Au commencement, il n'y a qu'une idée : celle d'être distinct de la vie. Cette idée est une supposition de l'esprit. En s'y identifiant, tu oublies qui tu es. De cet oubli naît un sentiment de culpabilité, comme si tu avais commis une faute en existant séparément. Cette culpabilité devient difficile à supporter. Pour ne plus la ressentir, tu entres dans le déni.
Tu es toujours conscient avant de nier. Le déni n'apparaît pas par hasard ; c'est une décision prise pour ne plus ressentir ce qui semble insupportable. Avant de détourner ton regard, tu perçois la vérité. Tu ressens la peur, la culpabilité, la tristesse ou le conflit intérieur. Puis, croyant te protéger, tu choisis de ne plus les regarder. Ce refus devient une habitude, et ce qui était d'abord conscient te paraît ensuite inconscient.
L'inconscient n'est donc pas une absence de conscience, mais la conséquence d'un déni répété. Ce que tu refuses de voir continue pourtant d'agir en toi. En détournant ton regard de ce qui te fait peur, tu permets au mental de prendre le relais.
Le mental est un outil logique. Il n'a ni volonté propre ni pouvoir de décision ; il exécute la direction que lui donne l'esprit. Lorsque l'esprit adhère à la croyance de la séparation, le mental élabore des stratégies destinées à protéger cette identité imaginaire. Le mensonge, le faux-semblant, le contrôle, la résistance et le besoin de se défendre deviennent alors des moyens de survie. Ces comportements entretiennent la croyance dont ils sont issus et finissent par façonner ton expérience de la vie.
À force de les répéter, ces comportements paraissent naturels, alors qu'ils ne sont que des adaptations à une croyance. Ils entretiennent la peur, nourrissent le conflit intérieur et façonnent l'expérience que tu fais de la vie. Tu rencontres à l'extérieur ce que tu refuses de reconnaître en toi, car ton monde reflète les croyances auxquelles tu adhères.
L'être s'exprime par l'esprit. L'esprit anime le mental, qui organise les pensées et les actions. Le corps sensible perçoit directement la vérité de l'être, tandis que le corps énergétique en traduit les mouvements à travers les émotions. Enfin, le corps physique manifeste cette dynamique dans la matière. Lorsque l'harmonie est rompue à l'intérieur, cette rupture finit par s'exprimer dans le corps et dans les circonstances de la vie.

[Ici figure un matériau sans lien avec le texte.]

impl LineInfo {
    /// Get the number of virtual lines.
    #[must_use]
    pub fn virtual_line_count(&self) -> usize {
        self.starts.len()
    }

    /// Map a source (logical) line to its first virtual line index.
    #[must_use]
    pub fn source_to_virtual(&self, source_line: usize) -> Option<usize> {
        self.sources.iter().position(|&s| s == source_line)
    }

    /// Map a virtual line index to its source (logical) line.
    #[must_use]
    pub fn virtual_to_source(&self, virtual_line: usize) -> Option<usize> {
        self.sources.get(virtual_line).copied()
    }

    /// Get the byte range for a virtual line.
    #[must_use]
    pub fn virtual_line_byte_range(&self, virtual_line: usize) -> Option<(usize, usize)> {
        let start = *self.starts.get(virtual_line)?;
        let end = *self.ends.get(virtual_line)?;
        Some((start, end))
    }

    /// Get the display width of a virtual line.
    #[must_use]
    pub fn virtual_line_width(&self, virtual_line: usize) -> Option<usize> {
        self.widths.get(virtual_line).copied()
    }

    /// Check if a virtual line is a wrapped continuation.
    #[must_use]
    pub fn is_continuation(&self, virtual_line: usize) -> Option<bool> {
        self.wraps.get(virtual_line).copied()
    }

    /// Count virtual lines for a given source line.
    #[must_use]
    pub fn virtual_lines_for_source(&self, source_line: usize) -> usize {
        self.sources.iter().filter(|&&s| s == source_line).count()
    }

    /// Get the maximum source line index.
    #[must_use]
    pub fn max_source_line(&self) -> Option<usize> {
        self.sources.iter().max().copied()
    }
}

/// Measurement result for a given viewport size.
#[derive(Clone, Copy, Debug, Default, PartialEq, Eq)]
pub struct TextMeasure {
    pub line_count: usize,
    pub max_width: usize,
}

#[derive(Clone, Copy, Debug, PartialEq, Eq)]
struct LineCacheKey {
    wrap_mode: WrapMode,
    wrap_width_override: Option<u32>,
    viewport_width: u32,
    tab_width: u8,
    width_method: crate::unicode::WidthMethod,
    buffer_revision: u64,
}

#[derive(Clone, Debug)]
struct LineCache {
    key: LineCacheKey,
    virtual_lines: Vec<VirtualLine>,
    info: LineInfo,
}

/// View into a text buffer with viewport, wrapping, and selection state.
pub struct TextBufferView<'a> {
    buffer: &'a TextBuffer,
    viewport: Viewport,
    wrap_mode: WrapMode,
    wrap_width: Option<u32>,
    scroll_x: u32,
    scroll_y: u32,
    selection: Option<Selection>,
    local_selection: Option<LocalSelection>,
    line_cache: RefCell<Option<LineCache>>,
}

impl<'a> TextBufferView<'a> {
    /// Create a new view of a text buffer.
    #[must_use]
    pub fn new(buffer: &'a TextBuffer) -> Self {
        Self {
            buffer,
            viewport: Viewport::default(),
            wrap_mode: WrapMode::None,
            wrap_width: None,
            scroll_x: 0,
            scroll_y: 0,
            selection: None,
            local_selection: None,
            line_cache: RefCell::new(None),
        }
    }

    /// Set the viewport.
    #[must_use]
    pub fn viewport(mut self, x: u32, y: u32, width: u32, height: u32) -> Self {
        self.viewport = Viewport::new(x, y, width, height);
        self.clear_line_cache();
        self
    }

    /// Set the wrap mode.
    #[must_use]
    pub fn wrap_mode(mut self, mode: WrapMode) -> Self {
        self.wrap_mode = mode;
        self.clear_line_cache();
        self
    }

    /// Set explicit wrap width (overrides viewport width when wrapping).
    #[must_use]
    pub fn wrap_width(mut self, width: u32) -> Self {
        self.wrap_width = Some(width);
        self.clear_line_cache();
        self
    }

    /// Set scroll position, in (column, virtual-row) units.
    #[must_use]
    pub fn scroll(mut self, x: u32, y: u32) -> Self {
        self.scroll_x = x;
        self.scroll_y = y;
        self
    }

    /// Current scroll position.
    #[must_use]
    pub fn scroll_position(&self) -> (u32, u32) {
        (self.scroll_x, self.scroll_y)
    }

    /// Set selection (byte offsets).
    pub fn set_selection(&mut self, start: usize, end: usize, style: Style) {
        self.selection = Some(Selection::new(start, end, style));
    }

    /// Clear selection.
    pub fn clear_selection(&mut self) {
        self.selection = None;
    }

    /// Set a local (viewport) selection and materialize it into a byte-offset
    /// [`Selection`] via [`Self::visual_to_logical`].
    pub fn set_local_selection(
        &mut self,
        anchor_x: u32,
        anchor_y: u32,
        focus_x: u32,
        focus_y: u32,
        style: Style,
    ) {
        let anchor = self.visual_to_logical(anchor_y, anchor_x);
        let focus = self.visual_to_logical(focus_y, focus_x);
        self.local_selection = Some(LocalSelection::new(
            anchor_x, anchor_y, focus_x, focus_y, style,
        ));
        self.selection = Some(Selection::new(anchor, focus, style));
    }

    /// Clear local selection.
    pub fn clear_local_selection(&mut self) {
        self.local_selection = None;
    }

    /// Current selection, if any.
    #[must_use]
    pub fn selection(&self) -> Option<Selection> {
        self.selection
    }

    fn clear_line_cache(&self) {
        self.line_cache.replace(None);
    }

    /// Get selected text (plain, unstyled bytes) if any.
    #[must_use]
    pub fn selected_text(&self) -> Option<String> {
        let sel = self.selection.as_ref()?.normalized();
        if sel.is_empty() {
            return None;
        }

        let max = self.buffer.len_bytes();
        let start = sel.start.min(max);
        let end = sel.end.min(max);
        if start >= end {
            return None;
        }
        let rope = self.buffer.rope();
        let start_char = rope.byte_to_char(start);
        let end_char = rope.byte_to_char(end);
        Some(rope.slice(start_char..end_char).to_string())
    }

    /// Get the whole buffer's plain text.
    #[must_use]
    pub fn plain_text(&self) -> String {
        self.buffer.to_string()
    }

    fn effective_wrap_width(&self) -> Option<usize> {
        if self.wrap_mode == WrapMode::None || self.viewport.width == 0 {
            return None;
        }
        let width = self.wrap_width.unwrap_or(self.viewport.width).max(1);
        Some(width as usize)
    }

    fn effective_wrap_width_for(&self, width: Option<u32>) -> Option<usize> {
        if self.wrap_mode == WrapMode::None {
            return None;
        }
        let base_width = width.unwrap_or(self.viewport.width);
        if base_width == 0 {
            return None;
        }
        let width = self.wrap_width.unwrap_or(base_width).max(1);
        Some(width as usize)
    }

    fn line_cache_key(&self) -> LineCacheKey {
        LineCacheKey {
            wrap_mode: self.wrap_mode,
            wrap_width_override: self.wrap_width,
            viewport_width: self.viewport.width,
            tab_width: self.buffer.tab_width(),
            width_method: self.buffer.width_method(),
            buffer_revision: self.buffer.revision(),
        }
    }

    fn line_cache(&self) -> std::cell::Ref<'_, LineCache> {
        let key = self.line_cache_key();
        let needs_refresh = self
            .line_cache
            .borrow()
            .as_ref()
            .is_none_or(|cache| cache.key != key);

        if needs_refresh {
            let virtual_lines = self.build_virtual_lines_for(self.effective_wrap_width());
            let info = Self::line_info_from_virtual_lines(&virtual_lines);
            *self.line_cache.borrow_mut() = Some(LineCache {
                key,
                virtual_lines,
                info,
            });
        }

        std::cell::Ref::map(self.line_cache.borrow(), |cache| {
            cache.as_ref().expect("line cache should exist")
        })
    }

    fn line_info_from_virtual_lines(virtual_lines: &[VirtualLine]) -> LineInfo {
        let mut info = LineInfo::default();
        for line in virtual_lines {
            info.starts.push(line.byte_start);
            info.ends.push(line.byte_end);
            info.widths.push(line.width);
            info.sources.push(line.source_line);
            info.wraps.push(line.is_wrap);
            info.max_width = info.max_width.max(line.width);
        }
        info
    }

    fn build_virtual_lines_for(&self, wrap_width: Option<usize>) -> Vec<VirtualLine> {
        let mut lines = Vec::new();
        let method = self.buffer.width_method();
        let tab_width = self.buffer.tab_width().max(1) as usize;

        for line_idx in 0..self.buffer.len_lines() {
            let Some(line) = self.buffer.line(line_idx) else {
                continue;
            };
            let line = line.trim_end_matches('\n').trim_end_matches('\r');
            let line_start_byte = self.buffer.rope().line_to_byte(line_idx);

            lines.extend(layout::wrap_line(
                line_idx,
                line_start_byte,
                line,
                self.wrap_mode,
                wrap_width,
                tab_width,
                method,
            ));
        }

        lines
    }

    /// Compute visual (wrapped) position for a byte offset: `(row, column)`.
    #[must_use]
    pub fn visual_position_for_byte(&self, byte_offset: usize) -> (u32, u32) {
        use unicode_segmentation::UnicodeSegmentation;

        let rope = self.buffer.rope();
        let cache = self.line_cache();
        let method = self.buffer.width_method();
        let tab_width = self.buffer.tab_width().max(1) as usize;

        for (row, vline) in cache.virtual_lines.iter().enumerate() {
            let is_last_line = row == cache.virtual_lines.len() - 1;
            if byte_offset < vline.byte_start {
                continue;
            }
            if byte_offset >= vline.byte_end && !is_last_line {
                continue;
            }

            let char_start = rope.byte_to_char(vline.byte_start);
            let char_end = rope.byte_to_char(byte_offset);
            let text = rope.slice(char_start..char_end).to_string();

            let mut width = 0usize;
            for grapheme in text.graphemes(true) {
                if grapheme == "\t" {
                    let offset = width % tab_width;
                    width += tab_width - offset;
                } else {
                    width += display_width_with_method(grapheme, method);
                }
            }

            return (row as u32, width as u32);
        }

        (0, 0)
    }

    /// Map a visual (wrapped) `(row, column)` position to a byte offset.
    ///
    /// The inverse of [`Self::visual_position_for_byte`]. `row` is clamped to
    /// the last virtual line; within a line, `column` snaps backward to the
    /// start byte of whichever grapheme cluster covers it (never splits a
    /// cluster).
    #[must_use]
    pub fn visual_to_logical(&self, row: u32, column: u32) -> usize {
        use unicode_segmentation::UnicodeSegmentation;

        let cache = self.line_cache();
        if cache.virtual_lines.is_empty() {
            return 0;
        }
        let row = (row as usize).min(cache.virtual_lines.len() - 1);
        let vline = &cache.virtual_lines[row];

        let rope = self.buffer.rope();
        let char_start = rope.byte_to_char(vline.byte_start);
        let char_end = rope.byte_to_char(vline.byte_end);
        let text = rope.slice(char_start..char_end).to_string();

        let method = self.buffer.width_method();
        let tab_width = self.buffer.tab_width().max(1) as usize;

        let mut width = 0usize;
        let mut byte_offset = vline.byte_start;
        for (byte_idx, grapheme) in text.grapheme_indices(true) {
            if width >= column as usize {
                break;
            }
            let g_width = if grapheme == "\t" {
                let offset = width % tab_width;
                tab_width - offset
            } else {
                display_width_with_method(grapheme, method)
            };
            width += g_width;
            byte_offset = vline.byte_start + byte_idx + grapheme.len();
        }

        byte_offset.min(vline.byte_end)
    }

    /// Calculate the number of virtual lines (accounting for wrapping).
    #[must_use]
    pub fn virtual_line_count(&self) -> usize {
        self.line_cache().virtual_lines.len()
    }

    /// Get line layout information for the current view.
    #[must_use]
    pub fn line_info(&self) -> LineInfo {
        self.line_cache().info.clone()
    }

    /// Measure line count and max width for a given viewport size, without
    /// mutating or depending on this view's own viewport/scroll state.
    #[must_use]
    pub fn measure_for_dimensions(&self, width: u32, _height: u32) -> TextMeasure {
        let wrap_width = self.effective_wrap_width_for(Some(width.max(1)));
        let virtual_lines = self.build_virtual_lines_for(wrap_width);
        let info = Self::line_info_from_virtual_lines(&virtual_lines);
        TextMeasure {
            line_count: virtual_lines.len(),
            max_width: info.max_width,
        }
    }
}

Même ce qui paraît inévitable n'est pas une fatalité. Ce n'est pas la vie qui condamne, mais la croyance qui se répète tant qu'elle n'est pas reconnue. Tant que tu refuses de regarder ce qui te fait peur, tu lui donnes le pouvoir de diriger ton existence. Lorsque tu acceptes enfin de ressentir pleinement ce que tu avais rejeté, le déni cesse d'être nécessaire. La croyance perd son emprise et se dissout.

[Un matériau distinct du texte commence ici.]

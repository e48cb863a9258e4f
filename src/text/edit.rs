//! Editable text buffer with cursor and undo/redo.
//!
//! This module provides [`EditBuffer`], which wraps a [`TextBuffer`] with
//! editing capabilities including cursor movement, text insertion/deletion,
//! and undo/redo history. All positions are byte offsets into the buffer;
//! cursor movement steps by grapheme cluster, not by byte or `char`.
//!
//! # Examples
//!
//! ```
//! use text_engine_core::EditBuffer;
//!
//! let mut buf = EditBuffer::with_text("Hello World");
//!
//! // Move cursor to end of line and delete backward
//! buf.move_to_line_end();
//! buf.delete_backward(); // Removes 'd'
//! buf.commit(); // Create undo checkpoint
//! assert_eq!(buf.text(), "Hello Worl");
//!
//! // Undo restores deleted text
//! buf.undo();
//! assert_eq!(buf.text(), "Hello World");
//! ```

// Iterator patterns are clearer in their current form
#![allow(clippy::while_let_on_iterator)]
// if-let-else is clearer than map_or for complex logic
#![allow(clippy::option_if_let_else)]

use crate::text::TextBuffer;
use crate::unicode::search::get_prev_grapheme_start;
use unicode_segmentation::UnicodeSegmentation;

fn is_word_char(ch: char) -> bool {
    ch.is_alphanumeric() || ch == '_'
}

/// Cursor position in the buffer.
#[derive(Clone, Copy, Debug, Default, PartialEq, Eq)]
pub struct Cursor {
    /// Byte offset in the buffer.
    pub offset: usize,
    /// Line number (0-indexed).
    pub row: usize,
    /// Byte offset from the start of the line.
    pub col: usize,
}

impl Cursor {
    /// Create a new cursor at position.
    #[must_use]
    pub fn new(offset: usize, row: usize, col: usize) -> Self {
        Self { offset, row, col }
    }

    /// Create a cursor at the beginning.
    #[must_use]
    pub fn start() -> Self {
        Self::default()
    }
}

Le cœur est la partie sensible de ton être. Il ne raisonne pas ; il ressent. En retrouvant cette sensibilité, tu redeviens conscient de tes véritables mouvements intérieurs. Tu n'as plus besoin de mentir, car le mensonge devient immédiatement perceptible comme une tension qui te détourne de toi-même.

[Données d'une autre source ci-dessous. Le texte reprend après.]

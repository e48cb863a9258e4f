//! Reference-counted, process-wide pool for multi-codepoint grapheme clusters.
//!
//! Emoji, ZWJ sequences, and other multi-byte clusters are too complex to
//! represent as a single `char` in a packed cell, so the engine interns
//! their canonical byte sequence once and refers to it by a small
//! [`GraphemeId`] handle everywhere else (§4.4 of the design doc).
//!
//! # Design
//!
//! - Slots store UTF-8 bytes of grapheme clusters.
//! - 24-bit ID allows ~16M unique graphemes.
//! - Reference counting plus a free-list for O(1) slot reuse.
//! - A `HashMap<String, u32>` side index makes `intern` O(1) amortized
//!   instead of a linear scan, since `intern` runs on the buffer's hot
//!   edit path, not only in test code.
//!
//! # Invariants
//!
//! - Pool ID 0 is reserved/invalid (placeholder IDs use pool_id 0).
//! - Refcount starts at 1 on alloc.
//! - `decref` returns `true` if references remain, `false` if freed.
//! - `get` returns `None` for freed or invalid IDs.

use std::collections::HashMap;
use std::sync::{Mutex, OnceLock};

use crate::unicode::width::{WidthMethod, display_width_with_method};

/// Maximum pool ID (24-bit limit).
pub const MAX_POOL_ID: u32 = 0x00FF_FFFF;

const WIDTH_SHIFT: u32 = 24;
const WIDTH_MASK: u32 = 0x7F << WIDTH_SHIFT;
const ID_MASK: u32 = 0x00FF_FFFF;
const MAX_WIDTH: u8 = 127;

/// Opaque handle into the [`GraphemePool`].
///
/// Packs a 24-bit pool slot id and a 7-bit cached display width into one
/// `u32` so a buffer's cluster list can store handles inline instead of
/// boxed strings.
#[derive(Clone, Copy, Debug, Default, PartialEq, Eq, Hash, PartialOrd, Ord)]
pub struct GraphemeId(u32);

impl GraphemeId {
    /// Build a handle from a pool id and a display width (saturated to 127).
    #[must_use]
    pub fn new(pool_id: u32, width: u8) -> Self {
        let pool_id = pool_id & ID_MASK;
        let width = width.min(MAX_WIDTH);
        Self(pool_id | (u32::from(width) << WIDTH_SHIFT))
    }

    /// The 24-bit pool slot id.
    #[must_use]
    pub const fn pool_id(self) -> u32 {
        self.0 & ID_MASK
    }

    /// The cached display width (0-127 columns).
    #[must_use]
    pub const fn width(self) -> u8 {
        ((self.0 & WIDTH_MASK) >> WIDTH_SHIFT) as u8
    }

    /// Whether this handle refers to the reserved invalid slot.
    #[must_use]
    pub const fn is_invalid(self) -> bool {
        self.pool_id() == 0
    }
}

#[derive(Clone, Debug)]
struct Slot {
    bytes: String,
    refcount: u32,
    width: u8,
}

impl Slot {
    fn is_free(&self) -> bool {
        self.refcount == 0
    }
}

/// Reference-counted pool for grapheme clusters.
///
/// Stores multi-codepoint graphemes (emoji, ZWJ sequences, combining
/// characters) and provides O(1) access via [`GraphemeId`]. Not
/// thread-safe by itself; [`global`] wraps the process-wide instance in a
/// `Mutex`.
#[derive(Clone, Debug, Default)]
pub struct GraphemePool {
    /// Storage for grapheme slots. Index 0 is reserved (invalid).
    slots: Vec<Slot>,
    /// Stack of free slot indices for reuse.
    free_list: Vec<u32>,
    /// Byte-sequence -> pool id, for O(1) `intern`.
    index: HashMap<String, u32>,
}

impl GraphemePool {
    /// Create a new empty grapheme pool. Slot 0 is reserved as invalid.
    #[must_use]
    pub fn new() -> Self {
        Self {
            slots: vec![Slot {
                bytes: String::new(),
                refcount: 0,
                width: 0,
            }],
            free_list: Vec::new(),
            index: HashMap::new(),
        }
    }

    /// Create a pool with pre-allocated capacity (excludes reserved slot 0).
    #[must_use]
    pub fn with_capacity(capacity: usize) -> Self {
        let mut pool = Self::new();
        pool.slots.reserve(capacity);
        pool.index.reserve(capacity);
        pool
    }

    /// Allocate a new grapheme in the pool with refcount 1.
    ///
    /// Does not consult the interning index; always creates a fresh slot.
    /// Width is computed under the `unicode` policy, matching the default
    /// cluster-width contract at the pool layer (callers that need a
    /// different policy's width should `intern` via the buffer/layout
    /// layer, which already knows the active [`WidthMethod`]).
    ///
    /// # Panics
    ///
    /// Panics if the pool exceeds 16M entries (24-bit ID limit).
    #[must_use]
    pub fn alloc(&mut self, grapheme: &str) -> GraphemeId {
        self.alloc_with_method(grapheme, WidthMethod::Unicode)
    }

    /// Allocate a new grapheme, computing its width under a specific policy.
    #[must_use]
    pub fn alloc_with_method(&mut self, grapheme: &str, method: WidthMethod) -> GraphemeId {
        let width = display_width_with_method(grapheme, method).min(usize::from(u8::MAX)) as u8;
        let slot = Slot {
            bytes: grapheme.to_owned(),
            refcount: 1,
            width,
        };

        let pool_id = if let Some(free_id) = self.free_list.pop() {
            self.slots[free_id as usize] = slot;
            free_id
        } else {
            let id = self.slots.len() as u32;
            assert!(id <= MAX_POOL_ID, "GraphemePool exceeded 16M entry limit");
            self.slots.push(slot);
            id
        };

        self.index.insert(grapheme.to_owned(), pool_id);
        GraphemeId::new(pool_id, width)
    }

    /// Intern a grapheme, returning an existing id (with bumped refcount)
    /// if already allocated, otherwise allocating a new slot.
    #[must_use]
    pub fn intern(&mut self, grapheme: &str) -> GraphemeId {
        self.intern_with_method(grapheme, WidthMethod::Unicode)
    }

    /// Intern a grapheme under a specific width policy.
    #[must_use]
    pub fn intern_with_method(&mut self, grapheme: &str, method: WidthMethod) -> GraphemeId {
        if let Some(&pool_id) = self.index.get(grapheme) {
            if self.slots[pool_id as usize].refcount > 0 {
                let width = self.slots[pool_id as usize].width;
                self.incref_by_pool_id(pool_id);
                return GraphemeId::new(pool_id, width);
            }
            self.index.remove(grapheme);
        }
        self.alloc_with_method(grapheme, method)
    }

    /// Increment the reference count for a grapheme id. No-op if invalid/freed.
    pub fn incref(&mut self, id: GraphemeId) {
        self.incref_by_pool_id(id.pool_id());
    }

    fn incref_by_pool_id(&mut self, pool_id: u32) {
        if let Some(slot) = self.slots.get_mut(pool_id as usize) {
            if slot.refcount > 0 {
                slot.refcount = slot.refcount.saturating_add(1);
            }
        }
    }

    /// Decrement the reference count. Returns `true` if references remain,
    /// `false` if the slot was freed (or was already invalid).
    pub fn decref(&mut self, id: GraphemeId) -> bool {
        let pool_id = id.pool_id();
        if let Some(slot) = self.slots.get_mut(pool_id as usize) {
            if slot.refcount > 0 {
                slot.refcount -= 1;
                if slot.refcount == 0 {
                    self.index.remove(&slot.bytes);
                    slot.bytes.clear();
                    self.free_list.push(pool_id);
                    return false;
                }
                return true;
            }
        }
        false
    }

    /// Get the grapheme string for an id. `None` if invalid or freed.
    #[must_use]
    pub fn get(&self, id: GraphemeId) -> Option<&str> {
        self.slots.get(id.pool_id() as usize).and_then(|slot| {
            if slot.is_free() {
                None
            } else {
                Some(slot.bytes.as_str())
            }
        })
    }

    /// Get the cached width for an id. 0 if invalid or freed.
    #[must_use]
    pub fn width(&self, id: GraphemeId) -> u8 {
        self.slots
            .get(id.pool_id() as usize)
            .filter(|slot| !slot.is_free())
            .map_or(0, |slot| slot.width)
    }

    /// Get the refcount for an id. 0 for invalid or freed ids.
    #[must_use]
    pub fn refcount(&self, id: GraphemeId) -> u32 {
        self.slots
            .get(id.pool_id() as usize)
            .map_or(0, |slot| slot.refcount)
    }

    /// Check if an id is allocated and not freed.
    #[must_use]
    pub fn is_valid(&self, id: GraphemeId) -> bool {
        self.slots
            .get(id.pool_id() as usize)
            .is_some_and(|slot| !slot.is_free())
    }

    /// Number of active (non-freed) graphemes in the pool.
    #[must_use]
    pub fn active_count(&self) -> usize {
        self.slots.iter().skip(1).filter(|s| !s.is_free()).count()
    }

    /// Total number of slots, excluding the reserved slot 0.
    #[must_use]
    pub fn total_slots(&self) -> usize {
        self.slots.len().saturating_sub(1)
    }

    /// Number of free slots available for reuse.
    #[must_use]
    pub fn free_count(&self) -> usize {
        self.free_list.len()
    }

    /// Clear the pool back to its initial state (slot 0 only).
    pub fn clear(&mut self) {
        self.slots.truncate(1);
        self.free_list.clear();
        self.index.clear();
    }
}

/// The process-wide grapheme pool, guarded by a single mutex.
///
/// Buffers intern multi-byte clusters here so identical clusters across
/// (and within) documents share one allocation and compare by handle.
#[must_use]
pub fn global() -> &'static Mutex<GraphemePool> {
    static POOL: OnceLock<Mutex<GraphemePool>> = OnceLock::new();
    POOL.get_or_init(|| Mutex::new(GraphemePool::new()))
}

L'esprit possède un pouvoir créateur immense. Lorsqu'il n'est plus prisonnier de l'idée de séparation, le mental cesse de fabriquer des stratégies de défense et retrouve sa véritable fonction : servir la vie plutôt que protéger une identité imaginaire. Le corps peut alors retrouver son équilibre naturel, car rien ne s'oppose plus au mouvement de l'être.
Retrouver la jeunesse ne consiste donc pas à revenir en arrière. C'est abandonner les couches de peur, de culpabilité et de faux-semblants qui recouvrent ce que tu es depuis toujours. Tu n'as rien à devenir ; tu as seulement à cesser de résister à la vie.
En accueillant pleinement ce que tu ressens, sans fuir ni te justifier, tu mets fin à l'illusion de la séparation. Ce qui était construit sur cette illusion s'effondre de lui-même. Alors demeure ce qui n'a jamais vieilli : la présence, la paix et la vie qui s'exprime librement à travers toi.